-- Problem statement --
Repeat word for word the opening stretch of the entries, from the first line through the line containing "stored as if UTC".

(Stored dataset items)
┌────────
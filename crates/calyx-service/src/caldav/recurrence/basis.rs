//! Placement of event values on one comparable time line.
//!
//! Every master is expanded on a single basis chosen from its DTSTART:
//!
//! - date-only and floating masters keep wall-clock fields, stored as if UTC
//! - UTC and zoned masters use true UTC instants
//!
//! Values of the other kind are converted explicitly through the configured
//! floating zone, never by reinterpreting their fields.

use chrono::{DateTime, NaiveDate, NaiveDateTime, NaiveTime, TimeDelta, TimeZone, Utc};
use chrono_tz::Tz;

use calyx_rfc::rfc::ical::core::{EventTime, PeriodEnd, RDate, RecurrenceId};
use calyx_rfc::rfc::ical::expand::{ResolveTimeZone, localize_lenient};

use crate::caldav::model::{EventEnd, MasterEvent, OccurrencePeriod};
use crate::error::{ServiceError, ServiceResult};

/// Serialization used for the recurrence-ids of one master.
#[derive(Debug, Clone, Copy, PartialEq, Eq, Hash)]
pub enum RecurrenceIdForm {
    /// `YYYYMMDD`
    Date,
    /// `YYYYMMDDTHHMMSS`
    Floating,
    /// `YYYYMMDDTHHMMSSZ`
    Utc,
}

impl RecurrenceIdForm {
    /// Derives the key of the occurrence starting at `start`.
    #[must_use]
    pub fn key(self, start: DateTime<Utc>) -> RecurrenceId {
        match self {
            Self::Date => RecurrenceId::from_date(start.date_naive()),
            Self::Floating => RecurrenceId::from_floating(start.naive_utc()),
            Self::Utc => RecurrenceId::from_utc(start),
        }
    }
}

/// Where a rule generator starts: an instant on the basis line and the
/// wall clock the rule iterates from.
///
/// The two differ only for a zoned DTSTART inside a DST gap, whose wall clock
/// has no instant of its own.
#[derive(Debug, Clone, Copy, PartialEq, Eq)]
pub struct Anchor {
    pub instant: DateTime<Utc>,
    pub wall: NaiveDateTime,
}

/// Start handed to `rrule`, plus the zone results must be placed in when the
/// generator iterates wall clocks on the UTC line.
#[derive(Debug, Clone)]
pub struct GeneratorStart {
    pub start: DateTime<rrule::Tz>,
    pub relocalize: Option<Tz>,
}

#[derive(Debug, Clone, Copy, PartialEq, Eq)]
pub enum BasisKind {
    Date,
    Floating,
    Utc,
    Zoned(Tz),
}

/// The time line of one master plus what is needed to convert onto it.
#[derive(Clone, Copy)]
pub struct TimeBasis<'r> {
    kind: BasisKind,
    floating_zone: Tz,
    resolver: &'r dyn ResolveTimeZone,
}

impl std::fmt::Debug for TimeBasis<'_> {
    fn fmt(&self, f: &mut std::fmt::Formatter<'_>) -> std::fmt::Result {
        f.debug_struct("TimeBasis")
            .field("kind", &self.kind)
            .field("floating_zone", &self.floating_zone)
            .finish_non_exhaustive()
    }
}

impl<'r> TimeBasis<'r> {
    /// ## Summary
    /// Picks the basis from a master's DTSTART.
    ///
    /// ## Errors
    /// Returns `ServiceError::TimezoneResolutionFailure` if DTSTART names an unknown zone.
    pub fn for_start(
        start: &EventTime,
        floating_zone: Tz,
        resolver: &'r dyn ResolveTimeZone,
    ) -> ServiceResult<Self> {
        let kind = match start {
            EventTime::Date(_) => BasisKind::Date,
            EventTime::Floating(_) => BasisKind::Floating,
            EventTime::Utc(_) => BasisKind::Utc,
            EventTime::Zoned { tzid, .. } => BasisKind::Zoned(
                resolver
                    .resolve(tzid)
                    .map_err(|e| ServiceError::timezone(tzid, e))?,
            ),
        };

        Ok(Self {
            kind,
            floating_zone,
            resolver,
        })
    }

    #[must_use]
    pub const fn kind(&self) -> BasisKind {
        self.kind
    }

    #[must_use]
    pub const fn is_wall_clock(&self) -> bool {
        matches!(self.kind, BasisKind::Date | BasisKind::Floating)
    }

    #[must_use]
    pub const fn recurrence_id_form(&self) -> RecurrenceIdForm {
        match self.kind {
            BasisKind::Date => RecurrenceIdForm::Date,
            BasisKind::Floating => RecurrenceIdForm::Floating,
            BasisKind::Utc | BasisKind::Zoned(_) => RecurrenceIdForm::Utc,
        }
    }

    /// ## Summary
    /// Places a value on this basis' time line.
    ///
    /// A zoned or floating time inside a DST gap is read with the offset in
    /// force before the gap.
    ///
    /// ## Errors
    /// Returns `ServiceError::TimezoneResolutionFailure` for an unknown zone.
    pub fn instant(&self, value: &EventTime) -> ServiceResult<DateTime<Utc>> {
        match value {
            EventTime::Date(date) => self.wall_clock(date.and_time(NaiveTime::MIN)),
            EventTime::Floating(local) => self.wall_clock(*local),
            EventTime::Utc(instant) => Ok(self.absolute(*instant)),
            EventTime::Zoned { local, tzid } => {
                let tz = self
                    .resolver
                    .resolve(tzid)
                    .map_err(|e| ServiceError::timezone(tzid, e))?;
                let instant =
                    localize_lenient(*local, tz).map_err(|e| ServiceError::timezone(tzid, e))?;
                Ok(self.absolute(instant))
            }
        }
    }

    /// ## Summary
    /// Inclusive upper bound for an UNTIL value.
    ///
    /// An UNTIL without a zone of its own, date-only or floating, is read in
    /// the master's zone. A date-only UNTIL on a date-time master covers the
    /// whole day.
    ///
    /// ## Errors
    /// As for [`TimeBasis::instant`].
    pub fn until_instant(&self, until: &EventTime) -> ServiceResult<DateTime<Utc>> {
        let local = match until {
            EventTime::Date(date) => {
                let last_second = NaiveTime::from_hms_opt(23, 59, 59).unwrap_or(NaiveTime::MIN);
                date.and_time(last_second)
            }
            EventTime::Floating(local) => *local,
            EventTime::Utc(_) | EventTime::Zoned { .. } => return self.instant(until),
        };
        self.on_own_line(local)
    }

    /// ## Summary
    /// Anchor of the master's own DTSTART.
    ///
    /// ## Errors
    /// As for [`TimeBasis::instant`].
    pub fn anchor(&self, start: &EventTime) -> ServiceResult<Anchor> {
        Ok(Anchor {
            instant: self.instant(start)?,
            wall: start.naive(),
        })
    }

    /// ## Summary
    /// Anchor at a wall clock in the master's own zone.
    ///
    /// ## Errors
    /// As for [`TimeBasis::instant`].
    pub fn anchor_at(&self, wall: NaiveDateTime) -> ServiceResult<Anchor> {
        Ok(Anchor {
            instant: self.on_own_line(wall)?,
            wall,
        })
    }

    /// Wall clock of an instant in the master's own zone.
    #[must_use]
    pub fn wall_clock_of(&self, instant: DateTime<Utc>) -> NaiveDateTime {
        match self.kind {
            BasisKind::Zoned(tz) => instant.with_timezone(&tz).naive_local(),
            _ => instant.naive_utc(),
        }
    }

    /// Calendar date of an instant as the master's attendees see it.
    #[must_use]
    pub fn local_date(&self, instant: DateTime<Utc>) -> NaiveDate {
        match self.kind {
            BasisKind::Zoned(tz) => instant.with_timezone(&tz).date_naive(),
            _ => instant.date_naive(),
        }
    }

    /// ## Summary
    /// Start handed to the rule generator for a wall clock.
    ///
    /// Zoned masters iterate in their zone. When the wall clock falls in a DST
    /// gap the generator instead iterates wall clocks on the UTC line and each
    /// result is placed in the zone afterwards, so later occurrences keep the
    /// nominal time of day.
    #[must_use]
    pub fn generator_start(&self, wall: NaiveDateTime) -> GeneratorStart {
        let on_utc_line = |relocalize| GeneratorStart {
            start: wall.and_utc().with_timezone(&rrule::Tz::UTC),
            relocalize,
        };

        match self.kind {
            BasisKind::Zoned(tz) => match tz.from_local_datetime(&wall).earliest() {
                Some(start) => GeneratorStart {
                    start: start.with_timezone(&rrule::Tz::Tz(tz)),
                    relocalize: None,
                },
                None => on_utc_line(Some(tz)),
            },
            BasisKind::Date | BasisKind::Floating | BasisKind::Utc => on_utc_line(None),
        }
    }

    /// ## Summary
    /// Length of the master's own period.
    ///
    /// DTEND minus DTSTART, or DURATION. Without either, one day for a
    /// date-only master and zero otherwise.
    ///
    /// ## Errors
    /// As for [`TimeBasis::instant`]; also rejects a DTEND before DTSTART.
    pub fn duration(&self, master: &MasterEvent, start: DateTime<Utc>) -> ServiceResult<TimeDelta> {
        let duration = match &master.end {
            Some(EventEnd::At(end)) => self.instant(end)? - start,
            Some(EventEnd::Duration(duration)) => duration.to_time_delta(),
            None if master.start.is_date_only() => TimeDelta::days(1),
            None => TimeDelta::zero(),
        };

        if duration < TimeDelta::zero() {
            return Err(ServiceError::ValidationError(format!(
                "event {} ends before it starts",
                master.uid
            )));
        }
        Ok(duration)
    }

    /// ## Summary
    /// Period of an RDATE. A plain RDATE lasts `duration`; an RDATE period
    /// keeps its own end, clamped so it never precedes its start.
    ///
    /// ## Errors
    /// As for [`TimeBasis::instant`].
    pub fn rdate_period(&self, rdate: &RDate, duration: TimeDelta) -> ServiceResult<OccurrencePeriod> {
        let start = self.instant(rdate.start())?;
        let end = match rdate.period_end() {
            Some(PeriodEnd::Explicit(end)) => self.instant(end)?,
            Some(PeriodEnd::Duration(length)) => start + length.to_time_delta(),
            None => start + duration,
        };
        Ok(OccurrencePeriod::new(start, end.max(start)))
    }

    fn wall_clock(&self, local: NaiveDateTime) -> ServiceResult<DateTime<Utc>> {
        if self.is_wall_clock() {
            return Ok(local.and_utc());
        }
        localize_lenient(local, self.floating_zone)
            .map_err(|e| ServiceError::timezone(self.floating_zone.name(), e))
    }

    /// Places a wall clock in the master's own zone.
    fn on_own_line(&self, local: NaiveDateTime) -> ServiceResult<DateTime<Utc>> {
        match self.kind {
            BasisKind::Zoned(tz) => {
                localize_lenient(local, tz).map_err(|e| ServiceError::timezone(tz.name(), e))
            }
            BasisKind::Date | BasisKind::Floating | BasisKind::Utc => Ok(local.and_utc()),
        }
    }

    fn absolute(&self, instant: DateTime<Utc>) -> DateTime<Utc> {
        if self.is_wall_clock() {
            self.floating_zone
                .from_utc_datetime(&instant.naive_utc())
                .naive_local()
                .and_utc()
        } else {
            instant
        }
    }
}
└────────
-- Result for this exercise --
filename crates/calyx-service/src/caldav/recurrence/basis.rs
//! Placement of event values on one comparable time line.
//!
//! Every master is expanded on a single basis chosen from its DTSTART:
//!
//! - date-only and floating masters keep wall-clock fields, stored as if UTC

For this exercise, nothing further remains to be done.